3. L’arsenal juridique et réglementaire au Cameroun consacre deux catégories de Collectivités Territoriales Décentralisées (CTD) : La Commune qui est la CTD de base et la Région définie comme CTD constituée de plusieurs Départements.

4. Depuis l’exercice 2010, l’Etat camerounais a transféré aux Communes et Communautés urbaines soixante-trois (63) compétences dans les matières nécessaires à leur développement économique, social, sanitaire, éducatif, culturel et sportif. Comme accompagnement de ce transfert, trois cents cinquante milliards (350.000.000.000) de francs CFA ont été alloués, à travers le budget des vingt (20) ministères sectoriels concernés. (Source: 2e session ordinaire du Conseil national de la Décentralisation du 20 décembre 2018, au titre de l’exercice 2018).

La justification :

1. Le transfert progressif des compétences aux communes, est un indicateur fort de ce que la gouvernance locale est bien engagée au Cameroun, ce qui permet une régulation des interventions publiques au niveau local. Car, la conduite du développement au niveau local est prioritairement l’affaire des CTD, l’Etat central intervenant notamment pour orienter, réguler, conseiller, contrôler, appuyer, garantir les équilibres et le respect de la justice sociale au niveau national.

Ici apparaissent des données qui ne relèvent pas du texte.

//! Provisioning Tests
//!
//! Tests the create-if-absent invariants:
//! - `Created` then `AlreadyExists`, with exactly one catalog entry
//! - Concurrent provisioning of one new key leaves one table and one entry
//! - Unsafe keys never reach the store
//! - Keys differing only in ASCII case name the same table and catalog entry

mod common;

use tablesmith::provision::{ensure_table, ensure_table_atomic};
use tablesmith::{resolve, Database, Error, Provisioned, TableFamily};

#[test]
fn ensure_twice_created_then_already_exists() {
    let (_dir, path) = common::create_temp_db_file("ensure_twice.db");
    let mut db = Database::open(&path).unwrap();

    for key in ["abc", "XYZ_1", "_"] {
        let table = resolve(TableFamily::Dataset, &[key]).unwrap();
        assert_eq!(
            ensure_table_atomic(db.connection_mut(), &table).unwrap(),
            Provisioned::Created
        );
        assert_eq!(
            ensure_table_atomic(db.connection_mut(), &table).unwrap(),
            Provisioned::AlreadyExists
        );
    }

    let conn = common::open_read_only(&path);
    assert_eq!(
        common::catalog_keys(&conn, "bases_datos", "nombre_base_datos"),
        vec!["abc", "XYZ_1", "_"]
    );
}

/// SQLite table names ignore case, so `ABC` after `abc` is the same table.
#[test]
fn case_variant_key_already_exists() {
    let (_dir, path) = common::create_temp_db_file("case_variant.db");
    let mut db = Database::open(&path).unwrap();

    let lower = resolve(TableFamily::Dataset, &["abc"]).unwrap();
    let upper = resolve(TableFamily::Dataset, &["ABC"]).unwrap();
    assert_eq!(
        ensure_table_atomic(db.connection_mut(), &lower).unwrap(),
        Provisioned::Created
    );
    assert_eq!(
        ensure_table_atomic(db.connection_mut(), &upper).unwrap(),
        Provisioned::AlreadyExists
    );

    let conn = common::open_read_only(&path);
    assert_eq!(
        common::catalog_keys(&conn, "bases_datos", "nombre_base_datos"),
        vec!["abc"]
    );
}

#[test]
fn every_fixed_schema_family_provisions() {
    let db = Database::open_in_memory().unwrap();
    let tables = [
        resolve(TableFamily::Dataset, &["d"]).unwrap(),
        resolve(TableFamily::Planogram, &["p"]).unwrap(),
        resolve(TableFamily::TenantLinks, &["ana"]).unwrap(),
        resolve(TableFamily::OrderMirror, &["3"]).unwrap(),
        resolve(TableFamily::OrderLedger, &[]).unwrap(),
        resolve(TableFamily::Categories, &[]).unwrap(),
        resolve(TableFamily::Products, &[]).unwrap(),
        resolve(TableFamily::Mesas, &[]).unwrap(),
        resolve(TableFamily::Payments, &[]).unwrap(),
    ];
    for table in &tables {
        assert!(ensure_table(db.connection(), table).unwrap().was_created());
        assert!(common::table_exists(db.connection(), table.as_str()));
    }
    assert_eq!(
        common::column_names(db.connection(), "ordenes"),
        vec!["id", "mesa", "producto", "cantidad", "precioUnitario", "entregado", "pagado"]
    );
    assert_eq!(
        common::column_names(db.connection(), "productos"),
        vec!["id", "nombre", "precio", "categoria", "estado"]
    );
}

/// Many connections race to provision the same new key.
#[tokio::test(flavor = "multi_thread", worker_threads = 4)]
async fn concurrent_provisioning_single_table_single_entry() {
    let (_dir, path) = common::create_temp_db_file("race.db");

    let mut handles = Vec::new();
    for _ in 0..8 {
        let path = path.clone();
        handles.push(tokio::task::spawn_blocking(move || {
            let mut conn = common::open_read_write(&path);
            conn.busy_timeout(std::time::Duration::from_secs(5)).unwrap();
            let table = resolve(TableFamily::Planogram, &["shared"]).unwrap();
            ensure_table_atomic(&mut conn, &table).unwrap()
        }));
    }

    let mut created = 0;
    for handle in handles {
        if handle.await.unwrap().was_created() {
            created += 1;
        }
    }
    assert_eq!(created, 1, "exactly one caller observes the creation");

    let conn = common::open_read_only(&path);
    assert!(common::table_exists(&conn, "planograma_shared"));
    assert_eq!(
        common::catalog_keys(&conn, "bases_planograma", "nombre_planograma"),
        vec!["shared"]
    );
}

#[test]
fn unsafe_keys_rejected() {
    for bad in ["a;b", "a b", "a`b", ""] {
        let err = resolve(TableFamily::Dataset, &[bad]).unwrap_err();
        assert!(matches!(err, Error::InvalidIdentifier { .. }), "{bad:?}");
    }
}

#[test]
fn reopen_keeps_catalog() {
    let (_dir, path) = common::create_temp_db_file("reopen.db");
    {
        let mut db = Database::open(&path).unwrap();
        let table = resolve(TableFamily::Dataset, &["abc"]).unwrap();
        ensure_table_atomic(db.connection_mut(), &table).unwrap();
    }

    let mut db = Database::open(&path).unwrap();
    let table = resolve(TableFamily::Dataset, &["abc"]).unwrap();
    assert_eq!(
        ensure_table_atomic(db.connection_mut(), &table).unwrap(),
        Provisioned::AlreadyExists
    );
    assert_eq!(
        common::catalog_keys(db.connection(), "bases_datos", "nombre_base_datos"),
        vec!["abc"]
    );
}
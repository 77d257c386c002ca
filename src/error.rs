//! # Error Handling for Tablesmith
//!
//! This module defines the error type used throughout Tablesmith. A single
//! error enum ([`Error`]) covers every failure mode so callers can match on one
//! type regardless of which component produced it.
//!
//! ## Rust Pattern: thiserror
//!
//! We use the `thiserror` crate to derive `std::error::Error` implementations:
//! - `Display` comes from the `#[error(...)]` attributes
//! - `From` conversions come from `#[from]`
//! - Source chaining comes from `#[source]`
//!
//! ## Error Categories
//!
//! | Category | Examples | Typical Response |
//! |----------|----------|------------------|
//! | Rejected input | `InvalidIdentifier`, `Validation` | Fix the request |
//! | Outcome | `NotFound` | Report "not found", not a failure |
//! | Store failure | `ProvisioningFailed`, `CloneFailed`, `TransactionAborted` | Caller decides whether to retry |
//! | Partial write | `IngestionRowFailed` | Re-run the whole ingestion |
//!
//! No component retries on its own. Retry policy belongs to the caller.

use thiserror::Error;

use crate::orders::OrderStage;

// =============================================================================
// Error Type
// =============================================================================

/// All errors that can occur in Tablesmith operations.
#[derive(Error, Debug)]
pub enum Error {
    // =========================================================================
    // Rejected Input
    // =========================================================================

    /// A table key token is unsafe to interpolate into statement text.
    ///
    /// # When This Happens
    ///
    /// Table names are composed from user-supplied tokens. SQLite cannot bind
    /// identifiers as parameters, so every token must pass the allow-list
    /// (`[A-Za-z0-9_]`, non-empty, bounded length) before it reaches a statement.
    #[error("invalid identifier '{token}': {reason}")]
    InvalidIdentifier {
        /// The rejected token, verbatim
        token: String,
        /// Why it was rejected
        reason: &'static str,
    },

    /// The request is structurally unusable (no key, empty payload, empty batch).
    #[error("validation error: {0}")]
    Validation(String),

    // =========================================================================
    // Outcomes
    // =========================================================================

    /// A keyed update or delete matched zero rows.
    ///
    /// This is a normal outcome, signalled distinctly from store failures.
    /// Use [`Error::is_not_found`] to branch on it.
    #[error("no row in '{table}' with {key_column} = '{key}'")]
    NotFound {
        /// Table that was searched
        table: String,
        /// Natural key column used to address the row
        key_column: String,
        /// Key value that matched nothing
        key: String,
    },

    // =========================================================================
    // Component Failures
    // =========================================================================

    /// Creating a family table or recording its catalog entry failed.
    #[error("failed to provision table '{table}': {source}")]
    ProvisioningFailed {
        /// Table being provisioned
        table: String,
        /// Underlying store error
        #[source]
        source: rusqlite::Error,
    },

    /// One data row of a per-row ingestion failed to insert.
    ///
    /// # Partial State
    ///
    /// Rows before `row` are already committed and the prior contents are
    /// already deleted. The table is partially replaced until the caller
    /// re-runs the ingestion.
    #[error("ingestion failed at data row {row}: {source}")]
    IngestionRowFailed {
        /// 1-based index of the failing data row (the header is row 0)
        row: usize,
        /// Underlying store error
        #[source]
        source: rusqlite::Error,
    },

    /// An atomic ingestion failed; the table still holds its prior contents.
    #[error("ingestion into '{table}' rolled back: {source}")]
    IngestionAborted {
        /// Target table
        table: String,
        /// Underlying store error
        #[source]
        source: rusqlite::Error,
    },

    /// Copying a master table into a derived table failed.
    #[error("failed to clone '{source_table}' into '{dest_table}': {source}")]
    CloneFailed {
        /// Table being copied
        source_table: String,
        /// Table being created
        dest_table: String,
        /// Underlying store error
        #[source]
        source: rusqlite::Error,
    },

    /// A step of the order dual-write failed and the whole transaction was
    /// rolled back. No partial order state is retained.
    #[error("order transaction aborted during {stage}: {source}")]
    TransactionAborted {
        /// The step that failed
        stage: OrderStage,
        /// Underlying store error
        #[source]
        source: rusqlite::Error,
    },

    // =========================================================================
    // Collaborators and Infrastructure
    // =========================================================================

    /// The spreadsheet collaborator could not produce a grid.
    #[error("spreadsheet error: {0}")]
    Grid(String),

    /// The connection pool is closed or a pooled worker failed.
    #[error("pool error: {0}")]
    Pool(String),

    /// Invalid configuration value.
    #[error("config error: {0}")]
    Config(String),

    /// Schema version mismatch in an existing database file.
    #[error("schema error: {0}")]
    Schema(String),

    /// Any other SQLite failure.
    ///
    /// # Rust Pattern: #[from]
    ///
    /// `#[from]` generates `impl From<rusqlite::Error> for Error`, which lets
    /// `?` convert store errors automatically where no richer variant applies.
    #[error("sqlite error: {0}")]
    Sqlite(#[from] rusqlite::Error),
}

impl Error {
    /// Returns true for the non-exceptional "zero rows matched" outcome.
    pub fn is_not_found(&self) -> bool {
        matches!(self, Error::NotFound { .. })
    }

    pub(crate) fn invalid_identifier(token: &str, reason: &'static str) -> Self {
        Error::InvalidIdentifier {
            token: token.to_string(),
            reason,
        }
    }
}

// =============================================================================
// Result Type Alias
// =============================================================================

/// A `Result` type alias using [`Error`] as the error type.
pub type Result<T> = std::result::Result<T, Error>;

// =============================================================================
// Tests
// =============================================================================

#[cfg(test)]
mod tests {
    use super::*;

    #[test]
    fn test_error_display() {
        let invalid = Error::invalid_identifier("a;b", "only [A-Za-z0-9_] is allowed");
        assert_eq!(
            invalid.to_string(),
            "invalid identifier 'a;b': only [A-Za-z0-9_] is allowed"
        );

        let not_found = Error::NotFound {
            table: "baseDeDatos_abc".to_string(),
            key_column: "rank".to_string(),
            key: "7".to_string(),
        };
        assert_eq!(
            not_found.to_string(),
            "no row in 'baseDeDatos_abc' with rank = '7'"
        );
        assert!(not_found.is_not_found());

        let row_failed = Error::IngestionRowFailed {
            row: 3,
            source: rusqlite::Error::InvalidColumnName("nope".to_string()),
        };
        assert!(row_failed.to_string().starts_with("ingestion failed at data row 3"));
        assert!(!row_failed.is_not_found());
    }

    #[test]
    fn test_transaction_aborted_names_stage() {
        let err = Error::TransactionAborted {
            stage: OrderStage::ClearMirror,
            source: rusqlite::Error::InvalidQuery,
        };
        assert!(err.to_string().contains("clear-mirror"));
    }

    /// `?` on a rusqlite result lands in `Error::Sqlite`.
    #[test]
    fn test_sqlite_error_conversion() {
        let sqlite_err = rusqlite::Error::InvalidParameterName("test".to_string());
        let our_err: Error = sqlite_err.into();

        assert!(matches!(our_err, Error::Sqlite(_)));
        assert!(our_err.to_string().contains("sqlite error"));
    }
}
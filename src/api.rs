//! # Async API for Tablesmith
//!
//! [`Tablesmith`] is the handle request handlers hold. Each operation checks
//! out one pooled connection, runs the synchronous component on the blocking
//! thread pool, and releases the connection when the component returns.
//!
//! ```text
//! ┌──────────────────────────────────────────────────────────────┐
//! │                      Async Tasks (requests)                   │
//! │   ingest_dataset   link_dataset   submit_orders   read_...    │
//! └──────────────┬───────────────────────────────────────────────┘
//!                │ resolve table names (pure, on the async side)
//!                ▼
//!        ┌───────────────┐   waits when all connections are out
//!        │     Pool      │◄──────────────────────────────────────
//!        └───────┬───────┘
//!                │ spawn_blocking(component(&mut conn))
//!                ▼
//!   provision / ingest / cloner / orders / backoffice / reader / mutate
//!                │
//!                ▼
//!           SQLite (WAL)
//! ```
//!
//! Names are resolved before a connection is taken, so an unsafe token is
//! rejected without touching the pool.
//!
//! ## Rust Concepts
//!
//! - **spawn_blocking**: run synchronous rusqlite work off the async workers
//! - **`'static` closures**: everything a blocking task needs is moved in,
//!   hence the owned `TableName`s and `String`s below

use std::path::PathBuf;
use std::sync::Arc;

use tracing::info;

use crate::backoffice;
use crate::cloner;
use crate::config::Config;
use crate::error::{Error, Result};
use crate::grid::{CsvGridSource, GridSource};
use crate::ident::{Resolver, TableFamily, TableName};
use crate::ingest::{self, IngestMode};
use crate::mutate;
use crate::orders;
use crate::pool::{Pool, PoolStatus};
use crate::reader::{self, TenantLink};
use crate::schema::Database;
use crate::types::{
    CloneOutcome, IngestReport, OrderBatch, OrderLine, OrderReceipt, Payment, Product, Row,
    SpreadsheetGrid, Value,
};

/// The main async handle for Tablesmith operations.
///
/// # Thread Safety
///
/// `Tablesmith` is `Clone`, `Send` and `Sync`. Clones share one pool.
///
/// # Example
///
/// ```rust,ignore
/// use tablesmith::{Config, OrderBatch, OrderLine, Tablesmith};
///
/// #[tokio::main]
/// async fn main() -> tablesmith::Result<()> {
///     let store = Tablesmith::open(Config::new("shop.db")).await?;
///
///     let batch = OrderBatch::new(vec![OrderLine::new(5, "Taco", 2, 30)]);
///     let receipt = store.submit_orders(batch).await?;
///     println!("mirror {} holds {} rows", receipt.mirror_table, receipt.rows_written);
///
///     store.close();
///     Ok(())
/// }
/// ```
#[derive(Clone)]
pub struct Tablesmith {
    pool: Pool,
    resolver: Resolver,
    ingest_mode: IngestMode,
    grids: Arc<dyn GridSource>,
}

impl std::fmt::Debug for Tablesmith {
    fn fmt(&self, f: &mut std::fmt::Formatter<'_>) -> std::fmt::Result {
        f.debug_struct("Tablesmith")
            .field("pool", &self.pool)
            .field("resolver", &self.resolver)
            .field("ingest_mode", &self.ingest_mode)
            .finish_non_exhaustive()
    }
}

impl Tablesmith {
    /// Opens or creates the database in `config` and builds the pool.
    ///
    /// # Errors
    ///
    /// - `Error::Config` if `config` is invalid
    /// - `Error::Schema` if the file was written by an incompatible version
    pub async fn open(config: Config) -> Result<Self> {
        config.validate()?;

        let path = config.database_path.clone();
        tokio::task::spawn_blocking(move || Database::open(path).map(drop))
            .await
            .map_err(|e| Error::Pool(format!("initialization task failed: {e}")))??;

        let pool = Pool::open(
            config.database_path.clone(),
            config.pool_size,
            config.busy_timeout,
        )?;
        info!(
            path = %config.database_path.display(),
            pool_size = config.pool_size,
            ingest_mode = config.ingest_mode.as_str(),
            "tablesmith opened"
        );
        Ok(Self::with_pool(pool, &config))
    }

    /// Builds a handle over an existing pool whose connections already see
    /// an initialized database.
    pub fn with_pool(pool: Pool, config: &Config) -> Self {
        Self {
            pool,
            resolver: Resolver::new(config.max_identifier_len),
            ingest_mode: config.ingest_mode,
            grids: Arc::new(CsvGridSource::default()),
        }
    }

    /// Replaces the spreadsheet reader used by [`Tablesmith::ingest_file`].
    pub fn with_grid_source(mut self, grids: impl GridSource + 'static) -> Self {
        self.grids = Arc::new(grids);
        self
    }

    /// Resolves a table name with this handle's identifier limit.
    pub fn table(&self, family: TableFamily, parts: &[&str]) -> Result<TableName> {
        self.resolver.resolve(family, parts)
    }

    pub fn pool_status(&self) -> PoolStatus {
        self.pool.status()
    }

    /// Stops handing out connections. In-flight operations finish normally.
    pub fn close(&self) {
        self.pool.close();
    }

    // =========================================================================
    // Ingestion
    // =========================================================================

    /// Provisions `baseDeDatos_<dataset>` and replaces its contents.
    pub async fn ingest_dataset(&self, dataset: &str, grid: SpreadsheetGrid) -> Result<IngestReport> {
        let table = self.table(TableFamily::Dataset, &[dataset])?;
        self.ingest_into(table, grid).await
    }

    /// Provisions `planograma_<name>` and replaces its contents.
    pub async fn ingest_planogram(&self, name: &str, grid: SpreadsheetGrid) -> Result<IngestReport> {
        let table = self.table(TableFamily::Planogram, &[name])?;
        self.ingest_into(table, grid).await
    }

    /// Reads an uploaded file through the grid source, then ingests it into
    /// the dataset or planogram table named by `key`.
    pub async fn ingest_file(
        &self,
        family: TableFamily,
        key: &str,
        path: impl Into<PathBuf>,
    ) -> Result<IngestReport> {
        if !matches!(family, TableFamily::Dataset | TableFamily::Planogram) {
            return Err(Error::Validation(format!(
                "spreadsheets are ingested into dataset or planogram tables, not {family}"
            )));
        }
        let table = self.table(family, &[key])?;
        let grids = Arc::clone(&self.grids);
        let path = path.into();
        let grid = tokio::task::spawn_blocking(move || grids.read_grid(&path))
            .await
            .map_err(|e| Error::Pool(format!("grid task failed: {e}")))??;
        self.ingest_into(table, grid).await
    }

    async fn ingest_into(&self, table: TableName, grid: SpreadsheetGrid) -> Result<IngestReport> {
        let mode = self.ingest_mode;
        self.pool
            .run(move |conn| ingest::provision_and_ingest(conn, &table, &grid, mode))
            .await
    }

    // =========================================================================
    // Cloning
    // =========================================================================

    /// Gives `username` a private copy of `dataset` and records the link.
    pub async fn link_dataset(&self, username: &str, dataset: &str) -> Result<CloneOutcome> {
        // Validate up front so bad tokens never take a connection.
        self.table(TableFamily::UserDatasetCopy, &[username, dataset])?;
        let resolver = self.resolver;
        let (username, dataset) = (username.to_string(), dataset.to_string());
        self.pool
            .run(move |conn| cloner::link_dataset(conn, &resolver, &username, &dataset))
            .await
    }

    /// Re-copies the live table into `inventory_<username>` and returns it.
    pub async fn refresh_inventory(&self, username: &str) -> Result<Vec<Row>> {
        self.table(TableFamily::Inventory, &[username])?;
        let resolver = self.resolver;
        let username = username.to_string();
        self.pool
            .run(move |conn| {
                let (table, _) = cloner::refresh_inventory(conn, &resolver, &username)?;
                reader::read_all(conn, &table)
            })
            .await
    }

    // =========================================================================
    // Reads
    // =========================================================================

    pub async fn read_all(&self, table: TableName) -> Result<Vec<Row>> {
        self.pool.run(move |conn| reader::read_all(conn, &table)).await
    }

    pub async fn read_column(&self, table: TableName, column: &str) -> Result<Vec<Value>> {
        let column = column.to_string();
        self.pool
            .run(move |conn| reader::read_column(conn, &table, &column))
            .await
    }

    pub async fn list_datasets(&self) -> Result<Vec<String>> {
        self.pool.run(|conn| reader::list_datasets(conn)).await
    }

    pub async fn list_planograms(&self) -> Result<Vec<String>> {
        self.pool.run(|conn| reader::list_planograms(conn)).await
    }

    pub async fn list_tenant_links(&self, username: &str) -> Result<Vec<TenantLink>> {
        self.table(TableFamily::TenantLinks, &[username])?;
        let resolver = self.resolver;
        let username = username.to_string();
        self.pool
            .run(move |conn| reader::list_tenant_links(conn, &resolver, &username))
            .await
    }

    // =========================================================================
    // Keyed Mutation
    // =========================================================================

    pub async fn update_row(&self, table: TableName, key: Value, updates: Row) -> Result<usize> {
        self.pool
            .run(move |conn| mutate::update_row(conn, &table, &key, &updates))
            .await
    }

    pub async fn delete_row(&self, table: TableName, key: Value) -> Result<usize> {
        self.pool
            .run(move |conn| mutate::delete_row(conn, &table, &key))
            .await
    }

    // =========================================================================
    // Back Office
    // =========================================================================

    /// Adds a menu category and returns its id.
    pub async fn add_category(&self, categoria: &str) -> Result<i64> {
        let resolver = self.resolver;
        let categoria = categoria.to_string();
        self.pool
            .run(move |conn| backoffice::add_category(conn, &resolver, &categoria))
            .await
    }

    pub async fn list_categories(&self) -> Result<Vec<Row>> {
        let resolver = self.resolver;
        self.pool
            .run(move |conn| backoffice::list_categories(conn, &resolver))
            .await
    }

    /// Adds a menu product and returns its id.
    pub async fn add_product(&self, product: Product) -> Result<i64> {
        let resolver = self.resolver;
        self.pool
            .run(move |conn| backoffice::add_product(conn, &resolver, &product))
            .await
    }

    /// Active products filed under `categoria`.
    pub async fn list_active_products(&self, categoria: &str) -> Result<Vec<Row>> {
        let resolver = self.resolver;
        let categoria = categoria.to_string();
        self.pool
            .run(move |conn| backoffice::list_active_products(conn, &resolver, &categoria))
            .await
    }

    /// Registers a mesa and returns its row id.
    pub async fn add_mesa(&self, mesa: i64, estado: &str) -> Result<i64> {
        let resolver = self.resolver;
        let estado = estado.to_string();
        self.pool
            .run(move |conn| backoffice::add_mesa(conn, &resolver, mesa, &estado))
            .await
    }

    pub async fn list_mesas(&self) -> Result<Vec<Row>> {
        let resolver = self.resolver;
        self.pool
            .run(move |conn| backoffice::list_mesas(conn, &resolver))
            .await
    }

    pub async fn update_mesa(&self, id: i64, mesa: i64, estado: &str) -> Result<usize> {
        let resolver = self.resolver;
        let estado = estado.to_string();
        self.pool
            .run(move |conn| backoffice::update_mesa(conn, &resolver, id, mesa, &estado))
            .await
    }

    /// Records a settled bill and returns its id.
    pub async fn record_payment(&self, payment: Payment) -> Result<i64> {
        let resolver = self.resolver;
        self.pool
            .run(move |conn| backoffice::record_payment(conn, &resolver, &payment))
            .await
    }

    pub async fn list_payments(&self) -> Result<Vec<Row>> {
        let resolver = self.resolver;
        self.pool
            .run(move |conn| backoffice::list_payments(conn, &resolver))
            .await
    }

    // =========================================================================
    // Orders
    // =========================================================================

    /// Writes `batch` to the ledger and replaces its mesa's mirror.
    pub async fn submit_orders(&self, batch: OrderBatch) -> Result<OrderReceipt> {
        batch.mesa()?;
        let resolver = self.resolver;
        self.pool
            .run(move |conn| orders::submit_orders(conn, &resolver, &batch))
            .await
    }

    pub async fn append_order_line(&self, line: OrderLine) -> Result<OrderReceipt> {
        let resolver = self.resolver;
        self.pool
            .run(move |conn| orders::append_order_line(conn, &resolver, &line))
            .await
    }

    pub async fn update_order_quantity(
        &self,
        mesa: i64,
        producto: &str,
        cantidad: i64,
    ) -> Result<usize> {
        let producto = producto.to_string();
        let resolver = self.resolver;
        self.pool
            .run(move |conn| orders::update_order_quantity(conn, &resolver, mesa, &producto, cantidad))
            .await
    }

    pub async fn read_ledger(&self) -> Result<Vec<Row>> {
        let resolver = self.resolver;
        self.pool
            .run(move |conn| reader::read_ledger(conn, &resolver))
            .await
    }

    pub async fn read_mirror(&self, mesa: i64) -> Result<Vec<Row>> {
        let resolver = self.resolver;
        self.pool
            .run(move |conn| reader::read_mirror(conn, &resolver, mesa))
            .await
    }
}

// =============================================================================
// Tests
// =============================================================================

2. La gouvernance locale fait émerger au cœur du processus, de nombreux acteurs dont l’objectif est de satisfaire les intérêts des populations locales. Il s’agit notamment des élus locaux (maires et magistrats municipaux), différents démembrements de l’Etat, ONG, Associations, citoyens, etc.).

3. La population et donc le citoyen, est le premier acteur et bénéficiaire de la décentralisation et du développement local. Elle est donc au centre du processus. Car, le vrai développement, endogène ; est une initiative des individus et des communautés à la base, dès lors qu’ils prennent conscience de leur situation, de leurs besoins, de leurs problèmes, et de la nécessité d’y apporter par leurs propres moyens des réponses appropriées.

4. Le Grand Dialogue National (GDN) organisé du 30 septembre au 4 octobre 2019 à Yaoundé, a réaffirmé  l’attachement du Cameroun à la décentralisation. L’une des résolutions fortes issues de ce conclave, est sans doute, le statut spécial accordé aux Régions anglophones qui leur offre une plus grande autonomie financière ; l’élection des gouverneurs locaux ; et le rétablissement d’une chambre des chefs traditionnels.

5. Il est évident qu’en accélérant et en consolidant le développement au niveau local, la décentralisation mène plus rapidement à l’émergence qu’une gestion centralisée. C’est la raison pour laquelle, les communautés locales seront au cœur de l’émergence de l’Afrique, continent où le processus de décentralisation tend à se généraliser.

C’est fort de ce qui précède qu’une association a vu le jour à Yaoundé au Cameroun pour adresser cette problématique.